# WORK TO BE COMPLETED:
Go through the listing below and state how many lines hold the word "data", giving only the number.

(Beginning of PROVIDED MATERIAL)

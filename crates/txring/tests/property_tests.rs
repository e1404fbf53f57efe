//! Property-based tests for the transmit ring.
//!
//! Random sequences of pushes and completions are run against a `VecDeque`
//! model of the unread bytes. The ring must agree with the model after every
//! step, and the bytes that reach the sink must be exactly the accepted ones,
//! in order.

use proptest::prelude::*;
use std::collections::VecDeque;
use txring_rs::sim::ManualDma;
use txring_rs::{Config, StartError, TransferSpan, TransferState, TxRing};

#[derive(Debug, Clone)]
enum Op {
    Push(Vec<u8>),
    Complete,
    CompletePartial(usize),
    RejectNext,
    Spurious(usize),
    Kick,
}

fn core_op() -> impl Strategy<Value = Op> {
    prop_oneof![
        3 => prop::collection::vec(any::<u8>(), 0..12).prop_map(Op::Push),
        2 => Just(Op::Complete),
        1 => (1usize..8).prop_map(Op::CompletePartial),
    ]
}

fn faulty_op() -> impl Strategy<Value = Op> {
    prop_oneof![
        3 => prop::collection::vec(any::<u8>(), 0..12).prop_map(Op::Push),
        2 => Just(Op::Complete),
        1 => Just(Op::RejectNext),
        1 => (0usize..8).prop_map(Op::Spurious),
        1 => Just(Op::Kick),
    ]
}

fn new_ring(bits: u8) -> TxRing<ManualDma> {
    TxRing::new(Config::new(bits, usize::MAX, true), ManualDma::new()).unwrap()
}

/// Copies out the first `n` bytes of an outstanding span and completes it.
fn finish(ring: &TxRing<ManualDma>, span: TransferSpan, n: usize, sink: &mut Vec<u8>) {
    // SAFETY: the ring is alive and this span has not been completed; the
    // bytes are copied out before the completion releases them.
    unsafe {
        sink.extend_from_slice(&span.as_slice()[..n]);
        ring.on_transfer_complete(n);
    }
}

/// Completes every remaining span (retrying rejected starts) until drained.
fn drain(ring: &TxRing<ManualDma>, mut outstanding: Option<TransferSpan>, sink: &mut Vec<u8>) {
    loop {
        if let Some(span) = outstanding.take().or_else(|| ring.engine().take_request()) {
            finish(ring, span, span.len(), sink);
            continue;
        }
        if ring.is_drained() {
            break;
        }
        ring.try_start_transfer();
    }
}

// =============================================================================
// Order and accounting
// "bytes observed at the sink, in order, equal bytes accepted, in order"
// =============================================================================

proptest! {
    #[test]
    fn prop_sink_matches_accepted_bytes(
        bits in 2u8..6,
        ops in prop::collection::vec(core_op(), 1..80),
    ) {
        let ring = new_ring(bits);
        let producer = ring.producer().unwrap();
        let capacity = ring.capacity();
        let usable = capacity - 1;

        let mut unread: VecDeque<u8> = VecDeque::new();
        let mut accepted = Vec::new();
        let mut sink = Vec::new();
        let mut outstanding: Option<TransferSpan> = None;

        for op in ops {
            match op {
                Op::Push(data) => {
                    let expected = data.len().min(usable - unread.len());
                    let n = producer.push(&data);
                    prop_assert_eq!(n, expected);
                    unread.extend(&data[..n]);
                    accepted.extend_from_slice(&data[..n]);
                }
                Op::Complete | Op::CompletePartial(_) => {
                    if let Some(span) = outstanding.take() {
                        let n = match op {
                            Op::CompletePartial(k) => k.min(span.len()),
                            _ => span.len(),
                        };
                        finish(&ring, span, n, &mut sink);
                        unread.drain(..n);
                    }
                }
                _ => unreachable!(),
            }

            if let Some(span) = ring.engine().take_request() {
                prop_assert!(outstanding.is_none(), "second transfer started while in flight");
                prop_assert!(span.offset() + span.len() <= capacity, "span crosses wrap");
                prop_assert!(span.len() <= unread.len());
                let front: Vec<u8> = unread.iter().take(span.len()).copied().collect();
                // SAFETY: the ring is alive and this span has not been completed.
                prop_assert_eq!(unsafe { span.as_slice() }.to_vec(), front);
                outstanding = Some(span);
            }

            prop_assert_eq!(ring.engine().requests(), 0);
            prop_assert_eq!(ring.len(), unread.len());
            // Never stuck: unread data always has a transfer behind it.
            prop_assert!(unread.is_empty() || ring.state() == TransferState::Transferring);
            prop_assert_eq!(ring.state() == TransferState::Transferring, outstanding.is_some());
        }

        drain(&ring, outstanding, &mut sink);
        prop_assert_eq!(sink, accepted);
    }
}

// =============================================================================
// Overflow
// "exactly the bytes up to the limit are accepted; excess bytes are dropped"
// =============================================================================

proptest! {
    #[test]
    fn prop_overflow_accepts_prefix_up_to_usable(
        bits in 2u8..6,
        pushes in prop::collection::vec(prop::collection::vec(any::<u8>(), 0..20), 1..10),
    ) {
        let ring = new_ring(bits);
        let producer = ring.producer().unwrap();
        let usable = ring.capacity() - 1;

        let all: Vec<u8> = pushes.concat();
        let total: usize = pushes.iter().map(|p| producer.push(p)).sum();

        let limit = all.len().min(usable);
        prop_assert_eq!(total, limit);
        prop_assert_eq!(ring.metrics().bytes_dropped as usize, all.len() - limit);

        let mut sink = Vec::new();
        drain(&ring, None, &mut sink);
        prop_assert_eq!(&sink[..], &all[..limit]);
    }
}

// =============================================================================
// Drain idempotence
// "calling the start operation when already in-flight or when empty has no
//  observable effect on state"
// =============================================================================

proptest! {
    #[test]
    fn prop_drain_is_idempotent(
        bits in 2u8..6,
        data in prop::collection::vec(any::<u8>(), 0..40),
        kicks in 1usize..5,
    ) {
        let ring = new_ring(bits);
        let producer = ring.producer().unwrap();
        producer.push(&data);

        let len = ring.len();
        let state = ring.state();
        let started = ring.metrics().transfers_started;

        for _ in 0..kicks {
            prop_assert!(!ring.try_start_transfer());
        }

        prop_assert_eq!(ring.len(), len);
        prop_assert_eq!(ring.state(), state);
        prop_assert_eq!(ring.metrics().transfers_started, started);
        prop_assert!(ring.engine().requests() <= 1);
    }
}

// =============================================================================
// Fault absorption
// Rejected starts and spurious completions never lose or corrupt bytes.
// =============================================================================

proptest! {
    #[test]
    fn prop_faults_never_lose_accepted_bytes(
        bits in 2u8..6,
        ops in prop::collection::vec(faulty_op(), 1..80),
    ) {
        let ring = new_ring(bits);
        let producer = ring.producer().unwrap();

        let mut accepted = Vec::new();
        let mut sink = Vec::new();
        let mut outstanding: Option<TransferSpan> = None;
        let mut spurious = 0u64;

        for op in ops {
            match op {
                Op::Push(data) => {
                    let n = producer.push(&data);
                    accepted.extend_from_slice(&data[..n]);
                }
                Op::Complete => {
                    if let Some(span) = outstanding.take() {
                        finish(&ring, span, span.len(), &mut sink);
                    }
                }
                Op::RejectNext => ring.engine().reject_next(StartError::Busy),
                Op::Spurious(n) => {
                    if outstanding.is_none() {
                        let len = ring.len();
                        // SAFETY: nothing is in flight, so no span is being read.
                        unsafe { ring.on_transfer_complete(n) };
                        spurious += 1;
                        prop_assert_eq!(ring.len(), len);
                    }
                }
                Op::Kick => {
                    ring.try_start_transfer();
                }
                Op::CompletePartial(_) => unreachable!(),
            }

            if let Some(span) = ring.engine().take_request() {
                prop_assert!(outstanding.is_none());
                outstanding = Some(span);
            }
        }

        drain(&ring, outstanding, &mut sink);
        prop_assert_eq!(sink, accepted);
        prop_assert_eq!(ring.metrics().spurious_completions, spurious);
    }
}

(End of PROVIDED MATERIAL)

# WRITTEN ANSWER:
11